--- SUPPLIED RECORDS Enclosed Below ---

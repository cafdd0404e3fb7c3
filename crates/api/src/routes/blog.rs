use axum::{
    extract::{Path, Query, State},
    Json,
};
use pharmacy_integrations::{BlogPost, PostQuery};
use serde::Serialize;
use utoipa::ToSchema;

use crate::{ApiError, AppState};

#[derive(Debug, Serialize, ToSchema)]
pub struct PostsResponse {
    pub posts: Vec<BlogPost>,
    pub page: u32,
    pub per_page: u32,
    pub total: Option<u64>,
    pub total_pages: Option<u64>,
}

#[utoipa::path(
    get,
    path = "/api/blog/posts",
    tag = "Blog",
    params(PostQuery),
    responses(
        (status = 200, description = "One page of published posts", body = PostsResponse),
        (status = 502, description = "WordPress request failed", body = crate::error::ErrorResponse),
        (status = 503, description = "WordPress not configured", body = crate::error::ErrorResponse)
    )
)]
pub async fn list_posts(
    State(state): State<AppState>,
    Query(query): Query<PostQuery>,
) -> Result<Json<PostsResponse>, ApiError> {
    let page = state.integrations().wordpress()?.list_posts(&query).await?;
    Ok(Json(PostsResponse {
        posts: page.items,
        page: page.page,
        per_page: page.per_page,
        total: page.total,
        total_pages: page.total_pages,
    }))
}

#[utoipa::path(
    get,
    path = "/api/blog/posts/{slug}",
    tag = "Blog",
    params(("slug" = String, Path, description = "Post slug")),
    responses(
        (status = 200, description = "Post", body = BlogPost),
        (status = 404, description = "No post with that slug", body = crate::error::ErrorResponse)
    )
)]
pub async fn get_post(
    State(state): State<AppState>,
    Path(slug): Path<String>,
) -> Result<Json<BlogPost>, ApiError> {
    let post = state.integrations().wordpress()?.get_post_by_slug(&slug).await?;
    Ok(Json(post))
}
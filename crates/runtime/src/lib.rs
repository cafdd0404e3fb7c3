use std::sync::Arc;
use std::time::Duration;

use anyhow::{Context, Result};
use pharmacy_auth::AdminAuthenticator;
use pharmacy_config::{AppConfig, DatabaseConfig};
use pharmacy_database::{initialize_database, BackupManager, ShardManager};
use pharmacy_integrations::{build_http_client, Integrations};
use pharmacy_monitoring::{Monitor, RequestStats};
use sqlx::SqlitePool;
use tokio::task::JoinHandle;
use tokio::time::MissedTickBehavior;
use tracing::{debug, info, warn};

pub mod telemetry {
    use anyhow::Result;
    use tracing_subscriber::{fmt, EnvFilter};

    /// Install the global fmt subscriber. `RUST_LOG` overrides the `info` default.
    pub fn init_tracing() -> Result<()> {
        let env_filter =
            EnvFilter::try_from_default_env().unwrap_or_else(|_| EnvFilter::new("info"));

        fmt()
            .with_env_filter(env_filter)
            .try_init()
            .map_err(|error| anyhow::anyhow!("failed to set tracing subscriber: {error}"))
    }
}

#[derive(Clone)]
pub struct BackendServices {
    pub db_pool: SqlitePool,
    pub authenticator: AdminAuthenticator,
    pub integrations: Integrations,
    pub shards: Arc<ShardManager>,
    pub backups: BackupManager,
    pub monitor: Monitor,
}

impl BackendServices {
    pub async fn initialise(config: &AppConfig) -> Result<Self> {
        let db_pool = initialize_database(&config.database)
            .await
            .context("failed to initialise primary database")?;

        let authenticator = AdminAuthenticator::new(db_pool.clone(), &config.auth);
        if !authenticator.is_configured() {
            warn!("admin credentials are not configured, admin login is disabled");
        }

        let integrations = Integrations::from_config(&config.integrations)
            .context("failed to build integration clients")?;

        let shards = Arc::new(connect_shards(config, db_pool.clone()).await?);

        let backups = BackupManager::new(&config.backup.directory, config.backup.retention);

        let alert_http = build_http_client(Duration::from_secs(
            config.integrations.request_timeout_seconds.max(1),
        ))
        .context("failed to build alert http client")?;
        let monitor = Monitor::from_config(&config.monitoring, Arc::new(RequestStats::new()), alert_http);

        info!(
            shards = shards.len(),
            backup_directory = %backups.directory().display(),
            admin_configured = authenticator.is_configured(),
            "backend services ready"
        );

        Ok(Self {
            db_pool,
            authenticator,
            integrations,
            shards,
            backups,
            monitor,
        })
    }
}

/// The primary pool is always shard 0. Extra shard URLs get their own
/// pools with the primary's connection limit and the same schema.
async fn connect_shards(config: &AppConfig, primary: SqlitePool) -> Result<ShardManager> {
    let mut pools = vec![(config.database.url.clone(), primary)];

    for url in &config.sharding.shards {
        let shard_config = DatabaseConfig {
            url: url.clone(),
            max_connections: config.database.max_connections,
        };
        let pool = initialize_database(&shard_config)
            .await
            .with_context(|| format!("failed to initialise shard {url}"))?;
        pools.push((url.clone(), pool));
    }

    ShardManager::from_pools(pools, config.sharding.strategy).context("failed to build shard manager")
}

/// Handles to the periodic maintenance tasks. Dropping aborts them.
pub struct BackgroundJobs {
    handles: Vec<(&'static str, JoinHandle<()>)>,
}

impl BackgroundJobs {
    pub fn names(&self) -> Vec<&'static str> {
        self.handles.iter().map(|(name, _)| *name).collect()
    }

    pub fn shutdown(mut self) {
        self.abort_all();
    }

    fn abort_all(&mut self) {
        for (name, handle) in self.handles.drain(..) {
            debug!(job = name, "stopping background job");
            handle.abort();
        }
    }
}

impl Drop for BackgroundJobs {
    fn drop(&mut self) {
        self.abort_all();
    }
}

/// Start auth cleanup, monitoring ticks and, when `backup.interval_seconds`
/// is non-zero, scheduled backups. A zero interval disables that job.
pub fn spawn_background_jobs(services: &BackendServices, config: &AppConfig) -> BackgroundJobs {
    let mut handles = Vec::new();

    if config.auth.cleanup_interval_seconds > 0 {
        let authenticator = services.authenticator.clone();
        handles.push((
            "auth-cleanup",
            spawn_every(config.auth.cleanup_interval_seconds, move || {
                let authenticator = authenticator.clone();
                async move {
                    if let Err(error) = authenticator.cleanup_expired().await {
                        warn!(%error, "auth cleanup failed");
                    }
                }
            }),
        ));
    }

    if config.monitoring.interval_seconds > 0 {
        let monitor = services.monitor.clone();
        let pool = services.db_pool.clone();
        handles.push((
            "monitoring",
            spawn_every(config.monitoring.interval_seconds, move || {
                let monitor = monitor.clone();
                let pool = pool.clone();
                async move {
                    monitor.tick(&pool).await;
                }
            }),
        ));
    }

    if config.backup.interval_seconds > 0 {
        let backups = services.backups.clone();
        let pool = services.db_pool.clone();
        handles.push((
            "backup",
            spawn_every(config.backup.interval_seconds, move || {
                let backups = backups.clone();
                let pool = pool.clone();
                async move {
                    match backups.create_backup(&pool).await {
                        Ok(record) => info!(file = %record.file_name, "scheduled backup written"),
                        Err(error) => warn!(%error, "scheduled backup failed"),
                    }
                }
            }),
        ));
    }

    info!(jobs = handles.len(), "background jobs started");
    BackgroundJobs { handles }
}

fn spawn_every<F, Fut>(seconds: u64, mut job: F) -> JoinHandle<()>
where
    F: FnMut() -> Fut + Send + 'static,
    Fut: std::future::Future<Output = ()> + Send + 'static,
{
    tokio::spawn(async move {
        let period = Duration::from_secs(seconds);
        let mut interval = tokio::time::interval_at(tokio::time::Instant::now() + period, period);
        interval.set_missed_tick_behavior(MissedTickBehavior::Delay);
        loop {
            interval.tick().await;
            job().await;
        }
    })
}

/// Resolves on Ctrl+C, or SIGTERM on unix.
pub async fn shutdown_signal() {
    let ctrl_c = async {
        if let Err(error) = tokio::signal::ctrl_c().await {
            warn!(?error, "failed to listen for ctrl+c");
            std::future::pending::<()>().await;
        }
    };

    #[cfg(unix)]
    let terminate = async {
        match tokio::signal::unix::signal(tokio::signal::unix::SignalKind::terminate()) {
            Ok(mut signal) => {
                signal.recv().await;
            }
            Err(error) => {
                warn!(?error, "failed to listen for SIGTERM");
                std::future::pending::<()>().await;
            }
        }
    };

    #[cfg(not(unix))]
    let terminate = std::future::pending::<()>();

    tokio::select! {
        _ = ctrl_c => {},
        _ = terminate => {},
    }
    info!("shutdown signal received");
}
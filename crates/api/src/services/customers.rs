use pharmacy_database::{
    Appointment, AppointmentRepository, Customer, CustomerInteraction, CustomerRepository,
    InteractionRepository, NewInteraction, Order, OrderRepository, Prescription,
    PrescriptionRepository,
};
use serde::Serialize;
use sqlx::SqlitePool;
use utoipa::ToSchema;

use super::ServiceError;

/// A customer with everything the CRM shows alongside it.
#[derive(Debug, Clone, Serialize, ToSchema)]
pub struct CustomerDetail {
    pub customer: Customer,
    pub orders: Vec<Order>,
    pub prescriptions: Vec<Prescription>,
    pub appointments: Vec<Appointment>,
    pub interactions: Vec<CustomerInteraction>,
}

async fn find_customer(pool: &SqlitePool, public_id: &str) -> Result<Customer, ServiceError> {
    CustomerRepository::new(pool.clone())
        .find_by_public_id(public_id)
        .await?
        .ok_or_else(|| ServiceError::not_found("customer"))
}

pub async fn customer_detail(
    pool: &SqlitePool,
    public_id: &str,
) -> Result<CustomerDetail, ServiceError> {
    let customer = find_customer(pool, public_id).await?;

    let orders = OrderRepository::new(pool.clone());
    let prescriptions = PrescriptionRepository::new(pool.clone());
    let appointments = AppointmentRepository::new(pool.clone());
    let interactions = InteractionRepository::new(pool.clone());

    let (orders, prescriptions, appointments, interactions) = tokio::try_join!(
        orders.list_for_customer(customer.id),
        prescriptions.list_for_customer(customer.id),
        appointments.list_for_customer(customer.id),
        interactions.list_for_customer(customer.id),
    )?;

    Ok(CustomerDetail {
        customer,
        orders,
        prescriptions,
        appointments,
        interactions,
    })
}

pub async fn add_interaction(
    pool: &SqlitePool,
    customer_public_id: &str,
    request: &NewInteraction,
    created_by: &str,
) -> Result<CustomerInteraction, ServiceError> {
    let customer = find_customer(pool, customer_public_id).await?;
    let interaction = InteractionRepository::new(pool.clone())
        .create(customer.id, request, created_by)
        .await?;
    Ok(interaction)
}
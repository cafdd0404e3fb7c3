//! Storefront catalog, proxied from WooCommerce.

use axum::{
    extract::{Path, Query, State},
    Json,
};
use pharmacy_integrations::{Page, ProductQuery, WooCategory, WooProduct};
use serde::Serialize;
use utoipa::ToSchema;

use crate::{ApiError, AppState};

#[derive(Debug, Serialize, ToSchema)]
pub struct ProductsResponse {
    pub products: Vec<WooProduct>,
    pub page: u32,
    pub per_page: u32,
    pub total: Option<u64>,
    pub total_pages: Option<u64>,
}

impl From<Page<WooProduct>> for ProductsResponse {
    fn from(page: Page<WooProduct>) -> Self {
        Self {
            products: page.items,
            page: page.page,
            per_page: page.per_page,
            total: page.total,
            total_pages: page.total_pages,
        }
    }
}

#[derive(Debug, Serialize, ToSchema)]
pub struct CategoriesResponse {
    pub categories: Vec<WooCategory>,
}

#[utoipa::path(
    get,
    path = "/api/catalog/products",
    tag = "Catalog",
    params(ProductQuery),
    responses(
        (status = 200, description = "One page of published products", body = ProductsResponse),
        (status = 502, description = "Store request failed", body = crate::error::ErrorResponse),
        (status = 503, description = "Store not configured", body = crate::error::ErrorResponse)
    )
)]
pub async fn list_products(
    State(state): State<AppState>,
    Query(query): Query<ProductQuery>,
) -> Result<Json<ProductsResponse>, ApiError> {
    let page = state.integrations().woocommerce()?.list_products(&query).await?;
    Ok(Json(page.into()))
}

#[utoipa::path(
    get,
    path = "/api/catalog/products/{id}",
    tag = "Catalog",
    params(("id" = u64, Path, description = "WooCommerce product id")),
    responses(
        (status = 200, description = "Product", body = WooProduct),
        (status = 404, description = "Unknown product", body = crate::error::ErrorResponse),
        (status = 502, description = "Store request failed", body = crate::error::ErrorResponse)
    )
)]
pub async fn get_product(
    State(state): State<AppState>,
    Path(id): Path<u64>,
) -> Result<Json<WooProduct>, ApiError> {
    let product = state.integrations().woocommerce()?.get_product(id).await?;
    Ok(Json(product))
}

#[utoipa::path(
    get,
    path = "/api/catalog/categories",
    tag = "Catalog",
    responses(
        (status = 200, description = "Non-empty product categories", body = CategoriesResponse),
        (status = 502, description = "Store request failed", body = crate::error::ErrorResponse)
    )
)]
pub async fn list_categories(
    State(state): State<AppState>,
) -> Result<Json<CategoriesResponse>, ApiError> {
    let categories = state.integrations().woocommerce()?.list_categories().await?;
    Ok(Json(CategoriesResponse { categories }))
}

--- End of Enclosed SUPPLIED RECORDS ---

[WORK TO COMPLETE]
Could you state how many lines above include the word "impl"? Reply with that number alone.

[EXERCISE SOLUTION]
4